▶
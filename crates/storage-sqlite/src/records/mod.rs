//! Market and news record tables.

mod model;
mod repository;

pub use model::{MarketDataDB, NewsDataDB};
pub use repository::RecordRepository;
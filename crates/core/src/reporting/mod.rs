//! Reporter: aggregate statistics over stored records and report artifacts.
//!
//! - [`reporting_model`] - summaries, options and artifact paths
//! - [`statistics`] - per-column descriptive statistics
//! - [`summarize`] - market and news summaries
//! - [`render`] - `daily_report_{ts}.txt`, per-dataset CSVs and `daily_summary_{ts}.csv`

mod reporting_model;
pub mod render;
pub mod statistics;
pub mod summarize;

#[cfg(test)]
mod reporting_tests;

pub use render::render;
pub use reporting_model::{
    ColumnStats, MarketSortKey, MarketSummary, NewsSummary, ReportArtifacts, ReportOptions,
    ReportSection, RunMeta, Summary, TopAsset,
};
pub use summarize::summarize;
/// Decimal places kept on every numeric record field
pub const RECORD_DECIMAL_PRECISION: u32 = 8;

/// Decimal places used when formatting report figures
pub const DISPLAY_DECIMAL_PRECISION: u32 = 2;

/// Default number of rows shown in "top N" report sections
pub const DEFAULT_TOP_N: usize = 5;

/// Number of headlines listed in the news section of the report
pub const REPORT_HEADLINE_COUNT: usize = 5;

/// Default row limit for history and latest-record queries
pub const DEFAULT_QUERY_LIMIT: u32 = 10;

/// Separator used when a run accumulates several error messages
pub const ERROR_MESSAGE_SEPARATOR: &str = "; ";
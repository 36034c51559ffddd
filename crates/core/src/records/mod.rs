//! Canonical record types produced by the cleaner and persisted by the store.
//!
//! - [`records_model`] - `MarketRecord`, `NewsRecord` and the tagged [`Dataset`] batch
//! - [`records_csv`] - CSV output shared by the processed export and the reporter
//! - [`types`] - strong types shared by both datasets (`FetchTimestamp`)

pub mod records_csv;
pub mod records_model;
pub mod types;

pub use records_csv::write_dataset_csv;
pub use records_model::{
    Dataset, MarketRecord, NewsRecord, RecordFilter, MARKET_COLUMNS, NEWS_COLUMNS,
};
pub use types::FetchTimestamp;

pub use tickerwire_market_data::DatasetKind;
//! Report artifact rendering.

use std::fmt::Write as _;
use std::fs;
use std::path::{Path, PathBuf};

use log::info;
use rust_decimal::Decimal;

use super::reporting_model::{
    MarketSummary, NewsSummary, ReportArtifacts, ReportSection, RunMeta, Summary,
};
use crate::constants::DISPLAY_DECIMAL_PRECISION;
use crate::errors::ReportError;
use crate::records::{write_dataset_csv, DatasetKind, FetchTimestamp};

const RULE_WIDTH: usize = 80;

pub fn report_path(dir: &Path, at: FetchTimestamp) -> PathBuf {
    dir.join(format!("daily_report_{}.txt", at.file_stamp()))
}

pub fn dataset_csv_path(dir: &Path, kind: DatasetKind, at: FetchTimestamp) -> PathBuf {
    dir.join(format!("{}_data_{}.csv", kind, at.file_stamp()))
}

pub fn summary_csv_path(dir: &Path, at: FetchTimestamp) -> PathBuf {
    dir.join(format!("daily_summary_{}.csv", at.file_stamp()))
}

/// Writes every report artifact for a run into `dir`.
///
/// Sections for datasets that did not reach the store are simply absent; the text
/// report says so. Files from an earlier run with the same fetch timestamp are
/// replaced.
pub fn render(
    dir: &Path,
    sections: &[ReportSection],
    meta: &RunMeta,
) -> Result<ReportArtifacts, ReportError> {
    fs::create_dir_all(dir).map_err(|source| ReportError::Write {
        path: dir.display().to_string(),
        source,
    })?;

    let mut artifacts = ReportArtifacts::default();
    for section in sections {
        let path = dataset_csv_path(dir, section.dataset.kind(), meta.fetch_timestamp);
        write_dataset_csv(&path, &section.dataset)?;
        info!("{} data exported to {}", section.dataset.kind(), path.display());
        artifacts.dataset_csvs.push(path);
    }

    let market = find_summary(sections, DatasetKind::Market).and_then(Summary::as_market);
    let news = find_summary(sections, DatasetKind::News).and_then(Summary::as_news);

    let path = report_path(dir, meta.fetch_timestamp);
    write_text(&path, &daily_report_text(market, news, meta))?;
    info!("Daily report saved to {}", path.display());
    artifacts.report_path = Some(path);

    let path = summary_csv_path(dir, meta.fetch_timestamp);
    write_summary_csv(&path, market, news)?;
    info!("Summary exported to {}", path.display());
    artifacts.summary_csv = Some(path);

    Ok(artifacts)
}

fn find_summary(sections: &[ReportSection], kind: DatasetKind) -> Option<&Summary> {
    sections
        .iter()
        .map(|s| &s.summary)
        .find(|summary| summary.kind() == kind)
}

fn write_text(path: &Path, text: &str) -> Result<(), ReportError> {
    fs::write(path, text).map_err(|source| ReportError::Write {
        path: path.display().to_string(),
        source,
    })
}

pub fn daily_report_text(
    market: Option<&MarketSummary>,
    news: Option<&NewsSummary>,
    meta: &RunMeta,
) -> String {
    let heavy = "=".repeat(RULE_WIDTH);
    let light = "-".repeat(RULE_WIDTH);
    let mut out = String::new();

    // Writing into a String cannot fail.
    let _ = writeln!(out, "{}", heavy);
    let _ = writeln!(out, "DAILY MARKET & NEWS DATA REPORT");
    let _ = writeln!(out, "{}\n", heavy);
    let _ = writeln!(
        out,
        "Report Generated: {}",
        meta.generated_at.format("%Y-%m-%d %H:%M:%S")
    );
    let _ = writeln!(out, "Data Fetched: {}", meta.fetch_timestamp);
    let _ = writeln!(out, "Run ID: {}\n", meta.run_id);

    let _ = writeln!(out, "{}\nMARKET DATA SUMMARY\n{}\n", light, light);
    match market {
        Some(summary) => write_market_section(&mut out, summary),
        None => {
            let _ = writeln!(out, "No market data available for this run.\n");
        }
    }

    let _ = writeln!(out, "{}\nNEWS DATA SUMMARY\n{}\n", light, light);
    match news {
        Some(summary) => write_news_section(&mut out, summary),
        None => {
            let _ = writeln!(out, "No news data available for this run.\n");
        }
    }

    let _ = writeln!(out, "{}\nEND OF REPORT\n{}", heavy, heavy);
    out
}

fn write_market_section(out: &mut String, summary: &MarketSummary) {
    let _ = writeln!(out, "Total Records: {}\n", summary.total_records);

    if let Some(price) = summary.column("current_price").filter(|c| c.count > 0) {
        let _ = writeln!(out, "Price Statistics:");
        for (label, value) in [
            ("Average", price.mean),
            ("Median", price.median),
            ("Min", price.min),
            ("Max", price.max),
            ("Std", price.std),
        ] {
            let _ = writeln!(out, "  {}: {}", label, money_or_na(value));
        }
        let _ = writeln!(out);
    }

    if let Some(caps) = summary.column("market_cap").filter(|c| c.count > 0) {
        let _ = writeln!(out, "Market Cap Statistics:");
        let _ = writeln!(out, "  Total: {}", money_or_na(summary.total_market_cap));
        let _ = writeln!(out, "  Average: {}", money_or_na(caps.mean));
        let _ = writeln!(out, "  Top coin cap: {}\n", money_or_na(caps.max));
    }

    if let Some(average) = summary.average_change_24h {
        let _ = writeln!(out, "24h Price Change:");
        let _ = writeln!(
            out,
            "  Average Change: {}%",
            average.round_dp(DISPLAY_DECIMAL_PRECISION)
        );
        let _ = writeln!(out, "  Gainers: {}", summary.gainers);
        let _ = writeln!(out, "  Losers: {}\n", summary.losers);
    }

    if !summary.top.is_empty() {
        let _ = writeln!(
            out,
            "Top {} Assets by {}:",
            summary.top.len(),
            summary.sort_key
        );
        for (i, asset) in summary.top.iter().enumerate() {
            let name = if asset.name.is_empty() {
                asset.id.as_str()
            } else {
                asset.name.as_str()
            };
            let _ = writeln!(out, "  {}. {}: {}", i + 1, name, money(asset.current_price));
        }
        let _ = writeln!(out);
    }
}

fn write_news_section(out: &mut String, summary: &NewsSummary) {
    let _ = writeln!(out, "Total Articles: {}\n", summary.total_articles);
    let _ = writeln!(out, "Unique Sources: {}", summary.unique_sources);
    for (source, count) in &summary.source_distribution {
        let _ = writeln!(out, "  {}: {}", source, count);
    }
    let _ = writeln!(
        out,
        "\nAuthors: {} unique, {} articles with an author\n",
        summary.unique_authors, summary.articles_with_author
    );

    if !summary.recent_headlines.is_empty() {
        let _ = writeln!(out, "Recent Headlines:");
        for (i, headline) in summary.recent_headlines.iter().enumerate() {
            let _ = writeln!(out, "  {}. {}", i + 1, headline);
        }
        let _ = writeln!(out);
    }
}

fn write_summary_csv(
    path: &Path,
    market: Option<&MarketSummary>,
    news: Option<&NewsSummary>,
) -> Result<(), ReportError> {
    let csv_error = |source| ReportError::Csv {
        path: path.display().to_string(),
        source,
    };

    let average_price = market
        .and_then(|m| m.column("current_price"))
        .and_then(|c| c.mean);
    let rows = [
        (
            "Market Records",
            market.map(|m| m.total_records).unwrap_or(0).to_string(),
        ),
        (
            "News Articles",
            news.map(|n| n.total_articles).unwrap_or(0).to_string(),
        ),
        ("Avg Current Price", money_or_na(average_price)),
        (
            "Total Market Cap",
            money_or_na(market.and_then(|m| m.total_market_cap)),
        ),
        (
            "Unique News Sources",
            news.map(|n| n.unique_sources.to_string())
                .unwrap_or_else(|| "N/A".to_string()),
        ),
    ];

    let mut writer = csv::Writer::from_path(path).map_err(csv_error)?;
    writer.write_record(["metric", "value"]).map_err(csv_error)?;
    for (metric, value) in rows {
        writer.write_record([metric, value.as_str()]).map_err(csv_error)?;
    }
    writer.flush().map_err(|source| ReportError::Write {
        path: path.display().to_string(),
        source,
    })
}

fn money_or_na(value: Option<Decimal>) -> String {
    value.map(money).unwrap_or_else(|| "N/A".to_string())
}

/// `$1,234.57` style formatting.
pub fn money(value: Decimal) -> String {
    let rounded = value.round_dp(DISPLAY_DECIMAL_PRECISION);
    let text = format!("{:.2}", rounded.abs());
    let (whole, fraction) = text.split_once('.').unwrap_or((text.as_str(), "00"));

    let mut grouped = String::with_capacity(whole.len() + whole.len() / 3);
    for (i, digit) in whole.chars().enumerate() {
        if i > 0 && (whole.len() - i) % 3 == 0 {
            grouped.push(',');
        }
        grouped.push(digit);
    }

    let sign = if rounded < Decimal::ZERO { "-" } else { "" };
    format!("{}${}.{}", sign, grouped, fraction)
}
◀
PROMPT. Copy out, from the listing above, every line that contains the string "enumerate".

ANSWER BOX.
        for (i, asset) in summary.top.iter().enumerate() {
        for (i, headline) in summary.recent_headlines.iter().enumerate() {
    for (i, digit) in whole.chars().enumerate() {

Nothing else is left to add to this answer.